Hourly fees as high as $825 put firms' total at 5 times that of 2001
North Carolina has paid several times as much on outside attorneys hired by Republican lawmakers for advice on new district boundaries and defending them as similar counsel was paid in the previous redistricting round, according to records and invoices.
Responding to public records requests by multiple media outlets, the General Assembly released documents showing the state has paid $695,049 since March 2011 to two firms - one based in South Carolina and another in Washington.
In the redistricting litigation that began in 2001, the state paid $131,475 in similar legal expenses, according to information accumulated at the request of an attorney working for the Senate. More legal expenses are expected this year as a three-judge panel hears a pair of lawsuits challenging the districts.
The legal expenses, which ranged from $245 to $825 per hour, are giving Democrats more ammunition to criticize the GOP-penned maps that are still being challenged in state court. Democratic elected officials and their allies have sued on grounds the boundaries for the General Assembly and the congressional delegation constitutes racial gerrymandering and creates confusion for voters.
Redistricting leaders at the Legislature defended the costs in a news release. They said money was well spent because the boundaries have held up so far in court and will be used for this year's elections, avoiding even more costly litigation and potentially requiring new elections that could cost millions.
The state attorney general's office remains lead litigator defending the maps on the state's behalf in the pending lawsuits.
"Due to the diligent work of our standing legal defense team, we have not lost a case, have not had to redraw districts and have not have expensive disruptions to the election process," said a statement from Rep. David Lewis, R-Harnett, and Sen. Bob Rucho, R-Mecklenburg, chairmen of the Legislature's redistricting committees. They said the lawyers were paid "competitive rates" and that their use has provided "certainty that was lacking in the last redistricting process."

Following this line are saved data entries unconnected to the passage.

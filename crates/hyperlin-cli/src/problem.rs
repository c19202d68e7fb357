//! # Problem Files
//!
//! A problem file describes one hyperfield and one (possibly ambiguous)
//! linear system. It is YAML; since YAML is a superset of JSON, JSON files
//! load through the same parser.
//!
//! ```yaml
//! elements: [0, 1, 2]
//! add:
//!   - { left: 1, right: 2, sum: [0, 1, 2] }
//!   # … one entry per ordered pair
//! mul:
//!   - { left: 2, right: 2, product: 1 }
//!   # …
//! matrix:
//!   - [[1, 2], 0]        # a cell is one element or a list of candidates
//!   - [0, [1, 2]]
//! target: [1, 2]
//! ```
//!
//! Elements are integers or strings and may be mixed.

use std::fmt;
use std::path::Path;

use anyhow::{Context, Result};
use serde::{Deserialize, Serialize};

use hyperlin_core::{ElementSet, HyperError, Hyperfield, Matrix};

/// A problem-file element: an integer or a name.
#[derive(Clone, PartialEq, Eq, Hash, Serialize, Deserialize)]
#[serde(untagged)]
pub enum Symbol {
    /// Integer element, e.g. `2`.
    Int(i64),
    /// Named element, e.g. `"minus"`.
    Name(String),
}

impl fmt::Display for Symbol {
    fn fmt(&self, f: &mut fmt::Formatter<'_>) -> fmt::Result {
        match self {
            Self::Int(n) => write!(f, "{n}"),
            Self::Name(s) => write!(f, "{s}"),
        }
    }
}

// Debug output appears in error messages, so keep it as terse as the file.
impl fmt::Debug for Symbol {
    fn fmt(&self, f: &mut fmt::Formatter<'_>) -> fmt::Result {
        match self {
            Self::Int(n) => write!(f, "{n}"),
            Self::Name(s) => write!(f, "{s:?}"),
        }
    }
}

impl From<i64> for Symbol {
    fn from(n: i64) -> Self {
        Self::Int(n)
    }
}

impl From<&str> for Symbol {
    fn from(s: &str) -> Self {
        Self::Name(s.to_string())
    }
}

/// A matrix cell as written in the file.
#[derive(Debug, Clone, Serialize, Deserialize)]
#[serde(untagged)]
pub enum CellSpec {
    /// A fixed coefficient.
    One(Symbol),
    /// Candidate coefficients.
    Many(Vec<Symbol>),
}

impl CellSpec {
    fn into_set(self) -> ElementSet<Symbol> {
        match self {
            Self::One(s) => ElementSet::singleton(s),
            Self::Many(v) => v.into(),
        }
    }
}

/// One hyperaddition table entry.
#[derive(Debug, Clone, Serialize, Deserialize)]
#[serde(deny_unknown_fields)]
pub struct SumEntry {
    /// Left operand.
    pub left: Symbol,
    /// Right operand.
    pub right: Symbol,
    /// Possible sums.
    pub sum: Vec<Symbol>,
}

/// One multiplication table entry.
#[derive(Debug, Clone, Serialize, Deserialize)]
#[serde(deny_unknown_fields)]
pub struct ProductEntry {
    /// Left operand.
    pub left: Symbol,
    /// Right operand.
    pub right: Symbol,
    /// The product.
    pub product: Symbol,
}

/// Raw problem file contents.
#[derive(Debug, Clone, Serialize, Deserialize)]
#[serde(deny_unknown_fields)]
pub struct ProblemFile {
    /// The universe K, in enumeration order.
    pub elements: Vec<Symbol>,
    /// Hyperaddition entries.
    #[serde(default)]
    pub add: Vec<SumEntry>,
    /// Multiplication entries.
    #[serde(default)]
    pub mul: Vec<ProductEntry>,
    /// Coefficient matrix rows.
    pub matrix: Vec<Vec<CellSpec>>,
    /// Target vector.
    pub target: Vec<Symbol>,
}

/// A validated problem ready for solving.
#[derive(Debug, Clone)]
pub struct Problem {
    /// Hyperfield tables.
    pub field: Hyperfield<Symbol>,
    /// Ambiguous coefficient matrix (fixed cells are singletons).
    pub matrix: Matrix<ElementSet<Symbol>>,
    /// Target vector.
    pub target: Vec<Symbol>,
}

impl ProblemFile {
    /// Parse from YAML or JSON text.
    pub fn parse(text: &str) -> Result<Self> {
        serde_yaml::from_str(text).context("failed to parse problem file")
    }

    /// Build the hyperfield and matrix, rejecting malformed tables.
    pub fn into_problem(self) -> Result<Problem, HyperError> {
        let field = Hyperfield::from_tables(
            self.elements,
            self.add
                .into_iter()
                .map(|e| ((e.left, e.right), ElementSet::from(e.sum))),
            self.mul
                .into_iter()
                .map(|e| ((e.left, e.right), e.product)),
        )?;
        let matrix = Matrix::from_rows(
            self.matrix
                .into_iter()
                .map(|row| row.into_iter().map(CellSpec::into_set).collect())
                .collect(),
        )?;
        Ok(Problem {
            field,
            matrix,
            target: self.target,
        })
    }
}

/// Read, parse, and validate a problem file.
pub fn load(path: &Path) -> Result<Problem> {
    let text = std::fs::read_to_string(path)
        .with_context(|| format!("failed to read problem file: {}", path.display()))?;
    let problem = ProblemFile::parse(&text)
        .and_then(|file| file.into_problem().map_err(anyhow::Error::from))
        .with_context(|| format!("invalid problem file: {}", path.display()))?;
    tracing::info!(
        path = %path.display(),
        elements = problem.field.order(),
        rows = problem.matrix.rows(),
        cols = problem.matrix.cols(),
        "loaded problem"
    );
    Ok(problem)
}

/// Log every table gap. Returns how many there were.
pub fn report_missing_pairs(field: &Hyperfield<Symbol>) -> usize {
    let gaps = field.missing_pairs();
    for (op, left, right) in &gaps {
        tracing::warn!(%op, %left, %right, "operation table has no entry for pair");
    }
    gaps.len()
}
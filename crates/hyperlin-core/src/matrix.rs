//! # Rectangular Matrices
//!
//! [`Matrix`] stores cells row-major in one flat buffer, so flat index `k`
//! sits at row `k / cols`, column `k % cols`. Shape is validated once at
//! construction; a ragged matrix cannot be represented.
//!
//! The same type serves both matrix kinds:
//!
//! - a concrete matrix is `Matrix<E>`, one element per cell;
//! - an ambiguous matrix is `Matrix<ElementSet<E>>`, one candidate set per cell.
//!
//! ## Degenerate Shapes
//!
//! A matrix built from zero rows has zero columns. A `0 × c` matrix can only
//! be built with [`Matrix::empty`] or [`Matrix::from_flat`]; the solver uses
//! that shape for the vacuous "no equations" system.

use serde::{de, Deserialize, Deserializer, Serialize, Serializer};

use crate::error::HyperError;

/// A rectangular, immutable, row-major matrix.
#[derive(Debug, Clone, PartialEq, Eq)]
pub struct Matrix<T> {
    rows: usize,
    cols: usize,
    cells: Vec<T>,
}

impl<T> Matrix<T> {
    /// Build a matrix from nested rows.
    ///
    /// Zero rows yield a `0 × 0` matrix. Every row must have the length of
    /// the first one.
    pub fn from_rows(rows: Vec<Vec<T>>) -> Result<Self, HyperError> {
        let n_rows = rows.len();
        let n_cols = rows.first().map_or(0, Vec::len);
        let mut cells = Vec::with_capacity(n_rows * n_cols);
        for (i, row) in rows.into_iter().enumerate() {
            if row.len() != n_cols {
                return Err(HyperError::shape(format!(
                    "row {i} has {} cells, expected {n_cols}",
                    row.len()
                )));
            }
            cells.extend(row);
        }
        Ok(Self {
            rows: n_rows,
            cols: n_cols,
            cells,
        })
    }

    /// Build a matrix from a row-major flat buffer.
    pub fn from_flat(rows: usize, cols: usize, cells: Vec<T>) -> Result<Self, HyperError> {
        let expected = rows
            .checked_mul(cols)
            .ok_or_else(|| HyperError::shape(format!("{rows} x {cols} overflows usize")))?;
        if cells.len() != expected {
            return Err(HyperError::shape(format!(
                "{} cells cannot fill a {rows} x {cols} matrix",
                cells.len()
            )));
        }
        Ok(Self { rows, cols, cells })
    }

    /// Build from parts already known to agree.
    pub(crate) fn from_parts(rows: usize, cols: usize, cells: Vec<T>) -> Self {
        debug_assert_eq!(cells.len(), rows * cols);
        Self { rows, cols, cells }
    }

    /// A matrix with no rows and `cols` columns.
    pub fn empty(cols: usize) -> Self {
        Self {
            rows: 0,
            cols,
            cells: Vec::new(),
        }
    }

    /// Number of rows.
    pub fn rows(&self) -> usize {
        self.rows
    }

    /// Number of columns.
    pub fn cols(&self) -> usize {
        self.cols
    }

    /// `(rows, cols)`.
    pub fn shape(&self) -> (usize, usize) {
        (self.rows, self.cols)
    }

    /// The cell at `(i, j)`, if in bounds.
    pub fn get(&self, i: usize, j: usize) -> Option<&T> {
        if i < self.rows && j < self.cols {
            self.cells.get(i * self.cols + j)
        } else {
            None
        }
    }

    /// Row `i` as a slice.
    ///
    /// # Panics
    ///
    /// Panics if `i >= self.rows()`.
    pub fn row(&self, i: usize) -> &[T] {
        assert!(i < self.rows, "row {i} out of bounds for {} rows", self.rows);
        &self.cells[i * self.cols..(i + 1) * self.cols]
    }

    /// Iterate rows top to bottom.
    pub fn iter_rows(&self) -> impl ExactSizeIterator<Item = &[T]> + '_ {
        (0..self.rows).map(move |i| self.row(i))
    }

    /// All cells in row-major order.
    pub fn cells(&self) -> &[T] {
        &self.cells
    }

    /// Apply `f` to every cell, keeping the shape.
    pub fn map<U>(&self, f: impl FnMut(&T) -> U) -> Matrix<U> {
        Matrix {
            rows: self.rows,
            cols: self.cols,
            cells: self.cells.iter().map(f).collect(),
        }
    }
}

impl<T: Clone> Matrix<T> {
    /// Nested-row copy of the matrix.
    pub fn to_rows(&self) -> Vec<Vec<T>> {
        self.iter_rows().map(<[T]>::to_vec).collect()
    }
}

impl<T: Serialize> Serialize for Matrix<T> {
    fn serialize<S: Serializer>(&self, serializer: S) -> Result<S::Ok, S::Error> {
        serializer.collect_seq(self.iter_rows())
    }
}

impl<'de, T: Deserialize<'de>> Deserialize<'de> for Matrix<T> {
    fn deserialize<D: Deserializer<'de>>(deserializer: D) -> Result<Self, D::Error> {
        let rows = Vec::<Vec<T>>::deserialize(deserializer)?;
        Self::from_rows(rows).map_err(de::Error::custom)
    }
}
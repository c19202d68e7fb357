//! # hyperlin-core — Foundational Types for Hyperfield Linear Algebra
//!
//! A hyperfield generalises a field by letting addition return a *set* of
//! possible results. This crate holds the data every other hyperlin crate
//! works over; it depends on nothing internal.
//!
//! ## Key Design Principles
//!
//! 1. **Elements and element sets are distinct types.** A bare `E` is a
//!    single value (a product, a concrete matrix cell); an
//!    [`ElementSet<E>`] is multi-valued (a hyperaddition result, an
//!    ambiguous cell, a row-product set).
//!
//! 2. **Generic over the element type.** Any `Clone + Eq + Hash + Debug`
//!    type is an [`Element`]. Nothing numeric is assumed.
//!
//! 3. **Shape is validated once.** [`Matrix`] cannot be ragged.
//!
//! 4. **Missing table entries fail loudly.** A lookup of an unset pair is
//!    [`HyperError::UndefinedOperation`], never an empty answer.
//!
//! ## Crate Policy
//!
//! - No dependencies on other `hyperlin-*` crates.
//! - No `unsafe` code.
//! - No `.unwrap()` outside tests.

pub mod element;
pub mod error;
pub mod hyperfield;
pub mod matrix;
pub mod presets;

// Re-export primary types for ergonomic imports.
pub use element::{Element, ElementSet};
pub use error::{HyperError, Operation, Resource};
pub use hyperfield::Hyperfield;
pub use matrix::Matrix;
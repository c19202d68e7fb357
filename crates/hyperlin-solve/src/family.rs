//! # Family Solving
//!
//! Solves `B ⊆ A ⊙ X` for every concrete matrix A of an ambiguous matrix:
//! expand first, then run one independent solve per concrete matrix.
//!
//! Per-matrix solves share nothing, so they can run on a rayon pool. Results
//! come back in expansion order either way; parallel and sequential runs
//! return identical vectors.
//!
//! Shape and both budgets are checked before anything is enumerated. Every
//! concrete matrix has the ambiguous matrix's column count, so one candidate
//! check covers the whole family.

use rayon::prelude::*;
use serde::Serialize;

use hyperlin_core::{Element, ElementSet, HyperError, Hyperfield, Matrix, Resource};

use crate::budget::{candidate_count, expansion_count, Budget};
use crate::expand::Expansions;
use crate::solve::solve_unchecked;

/// How a family is solved.
#[derive(Debug, Clone, Copy, Default, PartialEq, Eq)]
pub struct SolveOptions {
    /// Enumeration limits.
    pub budget: Budget,
    /// Solve concrete matrices on the rayon thread pool.
    pub parallel: bool,
}

/// Solutions for one concrete matrix of a family.
#[derive(Debug, Clone, PartialEq, Eq, Serialize)]
pub struct MatrixSolutions<E> {
    /// Position of the matrix in expansion order.
    pub index: usize,
    /// The concrete coefficient matrix.
    pub matrix: Matrix<E>,
    /// Every X with `B ⊆ matrix ⊙ X`, in candidate order.
    pub solutions: Vec<Vec<E>>,
}

/// Aggregate counts over a solved family.
#[derive(Debug, Clone, Copy, Default, PartialEq, Eq, Serialize)]
pub struct FamilySummary {
    /// Number of concrete matrices.
    pub matrices: usize,
    /// Concrete matrices with at least one solution.
    pub solvable: usize,
    /// Total solutions across all matrices.
    pub solutions: usize,
}

impl FamilySummary {
    /// Tally a family result.
    pub fn of<E>(results: &[MatrixSolutions<E>]) -> Self {
        results.iter().fold(Self::default(), |acc, r| Self {
            matrices: acc.matrices + 1,
            solvable: acc.solvable + usize::from(!r.solutions.is_empty()),
            solutions: acc.solutions + r.solutions.len(),
        })
    }
}

/// Solve `target ⊆ A ⊙ X` for every concrete A expanded from `ambiguous`.
///
/// The first failing solve aborts the family with its error.
pub fn solve_family<E>(
    field: &Hyperfield<E>,
    ambiguous: &Matrix<ElementSet<E>>,
    target: &[E],
    options: &SolveOptions,
) -> Result<Vec<MatrixSolutions<E>>, HyperError>
where
    E: Element + Send + Sync,
{
    if target.len() != ambiguous.rows() {
        return Err(HyperError::shape(format!(
            "target has {} entries, matrix has {} rows",
            target.len(),
            ambiguous.rows()
        )));
    }
    let expansions = expansion_count(ambiguous);
    options.budget.check(Resource::Expansions, expansions)?;
    let candidates = candidate_count(field.order(), ambiguous.cols());
    options.budget.check(Resource::Candidates, candidates)?;

    tracing::debug!(
        expansions = ?expansions,
        candidates_per_matrix = ?candidates,
        parallel = options.parallel,
        "solving matrix family"
    );

    let solve_one = |(index, matrix): (usize, Matrix<E>)| -> Result<MatrixSolutions<E>, HyperError> {
        let solutions = solve_unchecked(field, &matrix, target)?;
        tracing::trace!(index, solutions = solutions.len(), "solved concrete matrix");
        Ok(MatrixSolutions {
            index,
            matrix,
            solutions,
        })
    };

    let matrices = Expansions::new(ambiguous).enumerate();
    let results: Result<Vec<_>, HyperError> = if options.parallel {
        matrices
            .collect::<Vec<_>>()
            .into_par_iter()
            .map(solve_one)
            .collect()
    } else {
        matrices.map(solve_one).collect()
    };

    if let Ok(ref results) = results {
        let summary = FamilySummary::of(results);
        tracing::debug!(
            matrices = summary.matrices,
            solvable = summary.solvable,
            solutions = summary.solutions,
            "matrix family solved"
        );
    }
    results
}
//! # hyperlin CLI entry point
//!
//! Parses command-line arguments, sets up logging, resolves the solver
//! configuration, and dispatches to subcommand handlers.

use std::path::PathBuf;
use std::process::ExitCode;

use clap::{Parser, Subcommand};
use tracing_subscriber::EnvFilter;

use hyperlin_cli::demo::{run_demo, DemoArgs};
use hyperlin_cli::expand::{run_expand, ExpandArgs};
use hyperlin_cli::solve::{run_solve, SolveArgs};
use hyperlin_cli::SolverConfig;

/// Linear systems over hyperfields.
///
/// Enumerates every X with B ⊆ A⊙X, where the coefficient matrix A may list
/// several candidate elements per cell.
#[derive(Parser, Debug)]
#[command(name = "hyperlin", version, about, long_about = None)]
struct Cli {
    /// Enable verbose output. Repeat for more verbosity (-v, -vv, -vvv).
    #[arg(short, long, action = clap::ArgAction::Count, global = true)]
    verbose: u8,

    /// Path to a YAML solver configuration file.
    #[arg(long, global = true)]
    config: Option<PathBuf>,

    /// Emit logs as JSON lines.
    #[arg(long, global = true)]
    log_json: bool,

    #[command(subcommand)]
    command: Commands,
}

#[derive(Subcommand, Debug)]
enum Commands {
    /// Solve a problem file.
    Solve(SolveArgs),

    /// Expand the ambiguous coefficient matrix of a problem file.
    Expand(ExpandArgs),

    /// Solve the built-in sign-hyperfield example.
    Demo(DemoArgs),
}

fn main() -> ExitCode {
    let cli = Cli::parse();

    // RUST_LOG wins over -v when set.
    let filter = EnvFilter::try_from_default_env().unwrap_or_else(|_| match cli.verbose {
        0 => EnvFilter::new("warn"),
        1 => EnvFilter::new("info"),
        2 => EnvFilter::new("debug"),
        _ => EnvFilter::new("trace"),
    });

    let logger = tracing_subscriber::fmt()
        .with_env_filter(filter)
        .with_target(false)
        .with_writer(std::io::stderr);
    if cli.log_json {
        logger.json().init();
    } else {
        logger.init();
    }

    tracing::debug!(version = env!("CARGO_PKG_VERSION"), "hyperlin starting");

    let config = match SolverConfig::resolve(cli.config.as_deref()) {
        Ok(config) => config,
        Err(e) => {
            tracing::error!("{e:#}");
            return ExitCode::from(1);
        }
    };

    let mut stdout = std::io::stdout().lock();
    let result = match cli.command {
        Commands::Solve(args) => run_solve(&args, &config, &mut stdout),
        Commands::Expand(args) => run_expand(&args, &config, &mut stdout),
        Commands::Demo(args) => run_demo(&args, &config, &mut stdout),
    };

    match result {
        Ok(code) => ExitCode::from(code),
        Err(e) => {
            tracing::error!("{e:#}");
            ExitCode::from(1)
        }
    }
}
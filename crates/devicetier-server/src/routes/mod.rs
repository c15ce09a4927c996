//! HTTP route handlers.

pub mod classify;
pub mod status;
pub mod tiers;

use std::sync::Arc;

use axum::Router;
use devicetier_core::CorsMode;
use tower_http::cors::CorsLayer;
use tower_http::trace::TraceLayer;

use crate::state::AppState;

/// Build the main Axum router with all routes.
pub fn build_router(state: Arc<AppState>) -> Router {
    let router = Router::new().nest("/api", api_routes());
    let router = match state.config.cors {
        CorsMode::Permissive => router.layer(CorsLayer::permissive()),
        CorsMode::Off => router,
    };
    router.layer(TraceLayer::new_for_http()).with_state(state)
}

fn api_routes() -> Router<Arc<AppState>> {
    Router::new()
        .merge(status::routes())
        .merge(classify::routes())
        .merge(tiers::routes())
}
//! devicetier core — device capability detection, optimization tiers, configuration.

pub mod capabilities;
pub mod classifier;
pub mod config;
pub mod error;
pub mod optimization;
pub mod probe;

pub use capabilities::{DeviceClass, DeviceInfo, Performance};
pub use classifier::{
    classify, get_device_info, optimization_level, optimization_settings, optimized_classes,
    should_reduce_motion, Classification,
};
pub use config::{CorsMode, DeviceTierConfig};
pub use error::{Error, Result};
pub use optimization::{tier_table, OptimizationLevel, OptimizationSettings, TierProfile};
pub use probe::{
    EffectiveConnectionType, EnvironmentProbe, EnvironmentSnapshot, RuntimeFeatures,
    TouchSignals, Viewport,
};
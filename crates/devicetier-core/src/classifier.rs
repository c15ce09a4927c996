//! Classifier entry points.
//!
//! [`classify`] derives every output from a single [`DeviceInfo`] snapshot.
//! The narrower functions each take a fresh snapshot of their own, so two of
//! them called back to back may disagree if the environment changed between
//! calls; use [`classify`] when the values must line up.

use serde::{Deserialize, Serialize};
use tracing::debug;

use crate::capabilities::{DeviceInfo, Performance};
use crate::optimization::{OptimizationLevel, OptimizationSettings};
use crate::probe::EnvironmentProbe;

/// Everything the rendering layer needs, from one snapshot.
#[derive(Debug, Clone, PartialEq, Serialize, Deserialize)]
#[serde(rename_all = "camelCase")]
pub struct Classification {
    pub device_info: DeviceInfo,
    pub reduce_motion: bool,
    pub level: OptimizationLevel,
    pub settings: OptimizationSettings,
    /// Root CSS class hooks for `level`, space separated.
    pub classes: String,
}

pub fn classify<P: EnvironmentProbe + ?Sized>(probe: &P) -> Classification {
    let device_info = DeviceInfo::detect(probe);
    let reduce_motion = reduces_motion(&device_info, probe.prefers_reduced_motion());
    let level = OptimizationLevel::for_device(&device_info);

    debug!(
        level = %level,
        performance = %device_info.performance,
        class = ?device_info.class(),
        reduce_motion,
        "Classified environment"
    );

    Classification {
        device_info,
        reduce_motion,
        level,
        settings: *level.settings(),
        classes: level.css_class().to_string(),
    }
}

pub fn get_device_info<P: EnvironmentProbe + ?Sized>(probe: &P) -> DeviceInfo {
    DeviceInfo::detect(probe)
}

/// Whether animations and effects should be cut back.
///
/// True on mobile, on low performance or low-end devices, and whenever the
/// user asked for reduced motion. Independent of [`optimization_level`]: a
/// fast phone reduces motion but still lands in `low`, not `very-low`.
pub fn should_reduce_motion<P: EnvironmentProbe + ?Sized>(probe: &P) -> bool {
    let info = DeviceInfo::detect(probe);
    reduces_motion(&info, probe.prefers_reduced_motion())
}

pub fn optimization_level<P: EnvironmentProbe + ?Sized>(probe: &P) -> OptimizationLevel {
    OptimizationLevel::for_device(&DeviceInfo::detect(probe))
}

pub fn optimization_settings<P: EnvironmentProbe + ?Sized>(probe: &P) -> OptimizationSettings {
    *optimization_level(probe).settings()
}

/// CSS class hooks for the current level (empty on capable devices).
pub fn optimized_classes<P: EnvironmentProbe + ?Sized>(probe: &P) -> String {
    optimization_level(probe).css_class().to_string()
}

fn reduces_motion(info: &DeviceInfo, prefers_reduced_motion: bool) -> bool {
    info.is_mobile
        || info.performance == Performance::Low
        || info.is_low_end_device
        || prefers_reduced_motion
}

But the outside work costs, one legislative Democrat said, shows the extent of the legal efforts Republicans made to push the envelope on redistricting in 2011.
For a lower price, Republicans could "have drawn maps that would have given them a reasonable advantage of some sort and didn't victimize African-Americans by ghettoizing them into districts and also by inconveniencing voters by splitting precincts," said Rep. Grier Martin, D-Wake, the House Democrats' chief spokesman on redistricting. Instead, he said, the cost for unlawful maps "is without doubt an abuse of taxpayer dollars."
State Democratic Party Chairman David Parker said in a statement Republicans "will stop at no expense to ensure that their extreme partisan majority is locked in for years to come."
Republicans got to control the once-a-decade redrawing of the boundaries based on 2010 U.S. Census population figures because they won a majority in both the House and Senate in November 2010.